La cité médiévale de Confolens se profile en ligne de mire. Jef franchit la Vienne par le Pont Vieux… en marchant, plus qu’en roulant, tant les pavés irréguliers rendent le patinage acrobatique ! Il ne s’attarde pas dans les rues de maisons à colombages et poursuit son trajet vers Ansac-sur-Vienne, puis, Roumazières-Loubert, La Péruse, Lésignac-Durand. Les montées se succèdent jusqu’à Mazerolles.

Jef aperçoit un panneau routier indiquant Montbron à 3 km. La fin de l’étape du jour approche ! Il repère un hôtel en centre-ville. Il entre et demande une chambre pour la nuit.
« Ah désolé monsieur » lui répond le réceptionniste « Elles sont toutes prises. On célèbre un mariage avec plus de 300 invités. Vous n’en trouverez pas une à dix kilomètres à la ronde ! Tentez à Marthon. »
Jef se résigne. Dix kilomètres de plus, ce n’est pas la mer à boire. Tout au plus une demi-heure supplémentaire sur les roulettes.

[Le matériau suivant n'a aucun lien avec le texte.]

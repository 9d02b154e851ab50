// SPDX-License-Identifier: (MIT OR Apache-2.0)
//! Scope tree for name resolution.

use crate::symbol::SymbolId;
use std::collections::HashMap;

/// Unique identifier for a scope.
#[derive(Debug, Clone, Copy, PartialEq, Eq, Hash)]
pub struct ScopeId(pub u32);

/// The kind of scope.
#[derive(Debug, Clone)]
pub enum ScopeKind {
    /// Body of a class; names fall through to its fields.
    Class(SymbolId),
    /// Method, constructor or initializer body.
    Method(Option<SymbolId>),
    /// Block scope (within a method).
    Block,
    /// Lambda body.
    Lambda,
}

/// A scope in the scope tree.
#[derive(Debug)]
pub struct Scope {
    pub id: ScopeId,
    pub parent: Option<ScopeId>,
    pub kind: ScopeKind,
    pub bindings: HashMap<String, SymbolId>,
}

/// Tree of scopes for name lookup.
///
/// The root scope is an empty file scope; every class body, method and
/// block pushes a child.
#[derive(Debug)]
pub struct ScopeTree {
    scopes: Vec<Scope>,
    current: ScopeId,
}

impl ScopeTree {
    pub fn new() -> Self {
        let root = Scope {
            id: ScopeId(0),
            parent: None,
            kind: ScopeKind::Block,
            bindings: HashMap::new(),
        };
        Self {
            scopes: vec![root],
            current: ScopeId(0),
        }
    }

    /// Push a new scope.
    pub fn push(&mut self, kind: ScopeKind) -> ScopeId {
        let id = ScopeId(self.scopes.len() as u32);
        self.scopes.push(Scope {
            id,
            parent: Some(self.current),
            kind,
            bindings: HashMap::new(),
        });
        self.current = id;
        id
    }

    /// Pop the current scope and return to parent.
    pub fn pop(&mut self) {
        if let Some(scope) = self.scopes.get(self.current.0 as usize) {
            if let Some(parent) = scope.parent {
                self.current = parent;
            }
        }
    }

    /// Define a name in the current scope, shadowing outer bindings.
    pub fn define(&mut self, name: String, symbol: SymbolId) {
        let scope = &mut self.scopes[self.current.0 as usize];
        scope.bindings.insert(name, symbol);
    }

    /// Look up a variable name in the current scope chain.
    ///
    /// Class scopes consult `in_class`, so a field of an inner class
    /// shadows locals of the method that declares it.
    pub fn lookup(
        &self,
        name: &str,
        mut in_class: impl FnMut(SymbolId) -> Option<SymbolId>,
    ) -> Option<SymbolId> {
        let mut scope_id = Some(self.current);
        while let Some(id) = scope_id {
            let scope = self.scopes.get(id.0 as usize)?;
            if let Some(&symbol) = scope.bindings.get(name) {
                return Some(symbol);
            }
            if let ScopeKind::Class(class) = scope.kind {
                if let Some(symbol) = in_class(class) {
                    return Some(symbol);
                }
            }
            scope_id = scope.parent;
        }
        None
    }

    /// Classes enclosing the current scope, innermost first.
    pub fn enclosing_classes(&self) -> Vec<SymbolId> {
        let mut classes = Vec::new();
        let mut scope_id = Some(self.current);
        while let Some(id) = scope_id {
            let Some(scope) = self.scopes.get(id.0 as usize) else {
                break;
            };
            if let ScopeKind::Class(class) = scope.kind {
                classes.push(class);
            }
            scope_id = scope.parent;
        }
        classes
    }

    /// Innermost enclosing class.
    pub fn current_class(&self) -> Option<SymbolId> {
        self.enclosing_classes().first().copied()
    }
}

impl Default for ScopeTree {
    fn default() -> Self {
        Self::new()
    }
}

#[cfg(test)]
mod tests {
    use super::*;

    #[test]
    fn inner_bindings_shadow_outer() {
        let mut tree = ScopeTree::new();
        tree.push(ScopeKind::Class(SymbolId(0)));
        tree.push(ScopeKind::Method(None));
        tree.define("x".into(), SymbolId(1));
        tree.push(ScopeKind::Block);
        tree.define("x".into(), SymbolId(2));
        assert_eq!(tree.lookup("x", |_| None), Some(SymbolId(2)));
        tree.pop();
        assert_eq!(tree.lookup("x", |_| None), Some(SymbolId(1)));
    }

    #[test]
    fn class_scope_consults_members() {
        let mut tree = ScopeTree::new();
        tree.push(ScopeKind::Class(SymbolId(0)));
        tree.push(ScopeKind::Method(None));
        tree.define("local".into(), SymbolId(5));
        tree.push(ScopeKind::Class(SymbolId(7)));
        let found = tree.lookup("local", |class| (class == SymbolId(7)).then_some(SymbolId(9)));
        assert_eq!(found, Some(SymbolId(9)));
        assert_eq!(tree.enclosing_classes(), vec![SymbolId(7), SymbolId(0)]);
        tree.pop();
        assert_eq!(tree.current_class(), Some(SymbolId(0)));
    }
}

Jef s’engage sur une route déserte au cœur des coteaux Charentais arrosés de soleil. Il se fraie un passage sur une section rugueuse et raccommodée de toutes parts, cherchant la portion la plus roulante, transférant le poids de son corps d’un appui sur l’autre, rasant le bas-côté, sautant au milieu de la route étroite, jouant les équilibristes sur les bandes lisses éphémères. Le paysage environnant évoque son enfance : ces forêts où il a tant joué, construit des cabanes, ces ruisseaux où il improvisait des barrages de fortune avec quelques pierres et quelques branches.
Il esquisse un sourire en lisant le nom du lieu-dit à l’entrée de Marthon : « Chez Trappe » ! Tant de chemin pour tomber sur un homonyme, le destin ne manque pas d’humour.

La place du village abrite une église romane trapue et massive. Un hôtel restaurant attenant dévoile une façade immaculée, rehaussée d’un liseré de glycine et d’un massif de roses rouges.
Alors qu’il s’apprête à franchir le seuil, un bonhomme rond en costume du Moyen-Age sort et ferme la porte à clé.
Jef l’interpelle : « Bonsoir Monsieur. Etes-vous le propriétaire de l’hôtel ? Vous resterait-il une chambre pour la nuit ? »
« Ah désolé jeune homme, toutes les chambres sont occupées. Un mariage aux environs. » Voyant le désarroi de Jef, il ajoute aussitôt : « Mais venez avec moi, la commune organise sa fête médiévale annuelle, tous les villageois se réunissent au pied de la Tour du Breuil. On trouvera bien quelqu’un pour vous héberger. »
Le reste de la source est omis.